One of the datasets contains informations for more than 34.000 host properties, like: price, location, host neighborhood, host response rate, review scores rate, accommodates and many others. The second dataset contains more that 330.000 guests reviews going from January 2010 until January 2020.
Part I: How do prices change based on location (geographical pricing) ?
When I looked trough the data, this question was the first that came into my mind. Just like any other city, Rio de Janeiro has some neighborhood like Leblon, Ipanema, Copacabana, that are more tourist than others, therefore, more expensive. Thus, location and price must have a correlation. Let’s try check it through data!
From the dataset listings.csv, the column price has values going from $29 up to $42.000. As expected, these values were extremely scattered as it can observed on the image below.
We can observe that most of the prices are below $1000, more precisely, 75% are below $600.
In order to better analyze data, a technique called binning was used. This method reduces the effect of minor observations errors. I ended up with 9 different intervals for this column.
From Wikipedia, Data binning: “The original data values which fall into a given small interval, a bin, are replaced by a value representative of that interval, often the central value”
Once the column price was preprocessed, it was time to retrieve the location of each host. Since the column host_neighborhood had more than 160 different values not well distributed, making it very hard to analyze it, the best solution was a visual approach. Selecting columns latitude, longitude and price it was possible to come up with the following graph:
It’s possible to observe that the houses price tends to be higher when closer to beaches. For those people that are more familiar with Rio de Janeiro geography: we can also observe that the price is also higher, in average, for the most famous neighborhoods: Leblon, Ipanema, Barra da Tijuca, Lagoa and Barra da Tijuca; which are also the most tourist areas.
Part II: Does the host response rate affect his scores?
The longer it takes for a host to reply, more unsatisfied its guests get. Does this statement make sense ? Maybe, but first, let’s try to look trough the data for help.
The review_scores_rating column had almost the same problem as the price column. The score 100% represents more than 40% of the total data. For reducing errors effect from minors classes, the column was divided into two intervals: less and bigger than 96%. For better analysis, the host_response_rate was discretized into 10 intervals, obtaining the following aggregation table.
The table shows that the review_scores_rating isn’t affected by the host response rate. The result goes against the premise that this two variables would be directly proportional. The conclusion isn’t an absurd, since not everyone cares about the host response rate. There are more important factors that influences the review_scores_rate: location, price, hospitality, house cleanliness and etc.
Part III: Airbnb growth through the years
How does Airbnb has being doing, in Rio de Janeiro, through the years ? This is a very interesting question, and to answer this question I had to found a way to measure the amount of Airbnb guests per month in the city.
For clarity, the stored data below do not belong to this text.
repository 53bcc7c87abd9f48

pub mod utils;
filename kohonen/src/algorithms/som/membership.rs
#[cfg(test)]
#[path = "../../../tests/unit/algorithms/som/membership_test.rs"]
mod membership_test;

use super::NeighborhoodMembershipFunction;
use crate::utils::{DefaultRandom, Float, Random, format_parameters};
use std::sync::Arc;

/// Gives the same membership to every neuron inside the neighborhood.
#[derive(Clone, Debug)]
pub struct ConstantMembership {
    value: Float,
}

impl ConstantMembership {
    /// Creates a new instance of `ConstantMembership`.
    pub fn new(value: Float) -> Self {
        Self { value }
    }
}

impl Default for ConstantMembership {
    fn default() -> Self {
        Self::new(1.)
    }
}

impl NeighborhoodMembershipFunction for ConstantMembership {
    fn membership(&self, distance: Float, width: Float) -> Float {
        if distance < width { self.value } else { 0. }
    }

    fn name(&self) -> &'static str {
        "ConstantNeighborhoodMembershipFunction"
    }

    fn parameters(&self) -> String {
        format_parameters(&[self.value])
    }
}

/// Membership decreases linearly with distance: `(w - d) / w`.
#[derive(Clone, Debug, Default)]
pub struct LinearMembership;

impl NeighborhoodMembershipFunction for LinearMembership {
    fn membership(&self, distance: Float, width: Float) -> Float {
        if distance < width { (width - distance) / width } else { 0. }
    }

    fn name(&self) -> &'static str {
        "LinearNeighborhoodMembershipFunction"
    }
}

/// Membership follows a power of the linear shape: `((w - d) / w)^order`.
#[derive(Clone, Debug)]
pub struct GeometricMembership {
    order: Float,
}

impl GeometricMembership {
    /// Creates a new instance of `GeometricMembership`.
    pub fn new(order: Float) -> Self {
        Self { order }
    }
}

impl NeighborhoodMembershipFunction for GeometricMembership {
    fn membership(&self, distance: Float, width: Float) -> Float {
        if distance < width { ((width - distance) / width).powf(self.order) } else { 0. }
    }

    fn name(&self) -> &'static str {
        "GeometricNeighborhoodMembershipFunction"
    }

    fn parameters(&self) -> String {
        format_parameters(&[self.order])
    }
}

/// Membership follows `e^(-(w - d) / w)` inside the neighborhood.
#[derive(Clone, Debug, Default)]
pub struct ExponentialMembership;

impl NeighborhoodMembershipFunction for ExponentialMembership {
    fn membership(&self, distance: Float, width: Float) -> Float {
        if distance < width { (-(width - distance) / width).exp() } else { 0. }
    }

    fn name(&self) -> &'static str {
        "ExponentialNeighborhoodMembershipFunction"
    }
}

/// Gives a uniformly distributed random membership in `[0, 1)` inside the neighborhood.
pub struct RandomMembership {
    random: Arc<dyn Random>,
}

impl RandomMembership {
    /// Creates a new instance of `RandomMembership` using the given random generator.
    pub fn new(random: Arc<dyn Random>) -> Self {
        Self { random }
    }
}

impl Default for RandomMembership {
    fn default() -> Self {
        Self::new(Arc::new(DefaultRandom::default()))
    }
}

impl NeighborhoodMembershipFunction for RandomMembership {
    fn membership(&self, distance: Float, width: Float) -> Float {
        if distance < width { self.random.uniform_real(0., 1.) } else { 0. }
    }

    fn name(&self) -> &'static str {
        "RandomNeighborhoodMembershipFunction"
    }
}
use super::*;

#[test]
fn can_produce_real_values_within_range() {
    let random = DefaultRandom::default();

    (0..1000).for_each(|_| {
        let real_value = random.uniform_real(0., 1.);

        assert!((0. ..1.).contains(&real_value));
    });
}

#[test]
fn can_return_min_when_range_is_empty() {
    let random = DefaultRandom::default();

    assert_eq!(random.uniform_real(0.5, 0.5), 0.5);
}

#[test]
fn can_repeat_sequence_with_same_seed() {
    let sample = |random: DefaultRandom| (0..10).map(|_| random.uniform_real(0., 1.)).collect::<Vec<_>>();

    assert_eq!(sample(DefaultRandom::new_repeatable(7)), sample(DefaultRandom::new_repeatable(7)));
    assert_ne!(sample(DefaultRandom::new_repeatable(7)), sample(DefaultRandom::new_repeatable(8)));
}
//! This module reimports a common used types.

pub use crate::algorithms::som::Dimension;
pub use crate::algorithms::som::DistanceMetric;
pub use crate::algorithms::som::GridTopology;
pub use crate::algorithms::som::LearningRateFunction;
pub use crate::algorithms::som::MapType;
pub use crate::algorithms::som::NeighborhoodMembershipFunction;
pub use crate::algorithms::som::NeighborhoodWidthFunction;
pub use crate::algorithms::som::Network;
pub use crate::algorithms::som::NetworkConfig;
pub use crate::algorithms::som::NetworkState;
pub use crate::algorithms::som::Strategies;

pub use crate::utils::DefaultRandom;
pub use crate::utils::Environment;
pub use crate::utils::Float;
pub use crate::utils::InfoLogger;
pub use crate::utils::Random;
pub use crate::utils::{SomError, SomResult};
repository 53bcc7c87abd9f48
#[cfg(test)]
#[path = "../../../tests/unit/algorithms/som/network_test.rs"]
mod network_test;

use super::*;
use crate::utils::{Environment, Float, InfoLogger, SomError, SomResult};
use std::fmt::{Display, Formatter};

/// A learning rate used by basic maps.
const BASIC_LEARNING_RATE: Float = 0.08;
/// An initial neighborhood width used by basic maps.
const BASIC_NEIGHBORHOOD_WIDTH: Float = 5.;
/// An initial neighborhood width used by planar maps.
const PLANAR_NEIGHBORHOOD_WIDTH: Float = 1.;
/// A share of expected iterations during which planar maps adapt neighbors.
const PLANAR_NEIGHBORHOOD_FRACTION: Float = 0.2;
/// A default learning rate used by customizable maps.
const DEFAULT_LEARNING_RATE: Float = 0.1;
/// Weights beyond this amount cannot be allocated.
const MAX_WEIGHTS: usize = isize::MAX as usize / std::mem::size_of::<Vec<Float>>();

/// Specifies a map variant which defines default strategies and what is persisted.
#[derive(Clone, Copy, Debug, PartialEq, Eq, Hash)]
pub enum MapType {
    /// All strategies can be replaced before training and are persisted.
    Customizable,
    /// A preset map on a square grid with constant learning rate and linearly decaying neighborhood.
    BasicSquareGrid,
    /// A preset map on a skewed hexagonal grid with constant learning rate and linearly decaying neighborhood.
    BasicHexGrid,
    /// A preset `N x 1` map where neighbors are decided by distance between weights. Neighbors adapt
    /// only during the first fifth of expected iterations.
    BasicPlanar,
}

impl MapType {
    /// Returns a name of the map type used by the persistence format.
    pub fn name(&self) -> &'static str {
        match self {
            Self::Customizable => "CustomizableSOM",
            Self::BasicSquareGrid => "BasicSquareGridSOM",
            Self::BasicHexGrid => "BasicHexGridSOM",
            Self::BasicPlanar => "BasicPlanarSOM",
        }
    }

    /// Resolves map type from its name, ignoring case.
    pub fn from_name(name: &str) -> SomResult<Self> {
        [Self::Customizable, Self::BasicSquareGrid, Self::BasicHexGrid, Self::BasicPlanar]
            .into_iter()
            .find(|map_type| map_type.name().eq_ignore_ascii_case(name.trim()))
            .ok_or_else(|| SomError::Configuration(format!("unknown map type: '{}'", name.trim())))
    }
}

impl Display for MapType {
    fn fmt(&self, f: &mut Formatter<'_>) -> std::fmt::Result {
        write!(f, "{}", self.name())
    }
}

/// A map configuration.
#[derive(Clone, Debug)]
pub struct NetworkConfig {
    /// A grid dimension.
    pub dimension: Dimension,
    /// A length of input vectors.
    pub input_length: usize,
    /// An expected amount of training iterations used to scale schedules.
    pub expected_iterations: usize,
}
Based on the datasets available, the review.csv is the one that has the best features to retrieve this information. The dataset contains the date of each review, going from 2010 up to 2020, which represents, indirectly, the total amount of guests per month. Therefore, this analysis will be based on the number of reviews per month.
The assumption that it’s made here, is that most of people leaves a review after a stay. After a quick research I found that approximately 60%-70% of guests leaves a review.
After grouping the dataset per month, summing the amount of review, I obtained the following graph:
From the time series above it’s possible to observe an upward trend, showing the growth in the number of reviews through the years.
We can also analyze in which month the maximum number of total_reviews, per year, happened, represented by the peaks in the graph. Some months obtained a high number of reviews for not an explicity reason, but for August 2016, we can explain that the total amount of 9062 reviews where due to the Rio Olympic Games, that was held from 5 to 21 August 2016.
In order to check the existing of seasonality, a visual analysis using a box plot graph was done.
From the box plot above it’s possible to analyze that January has a higher mean value when compared to other months, which can be explained by the fact that this period correponds to summer season in Rio de Janeiro, Brazil.
In this article, we took a quick look at a real world dataset, going trough some techniques for analyzing variables with imbalanced distributions and also how to check for seasonality on a time series.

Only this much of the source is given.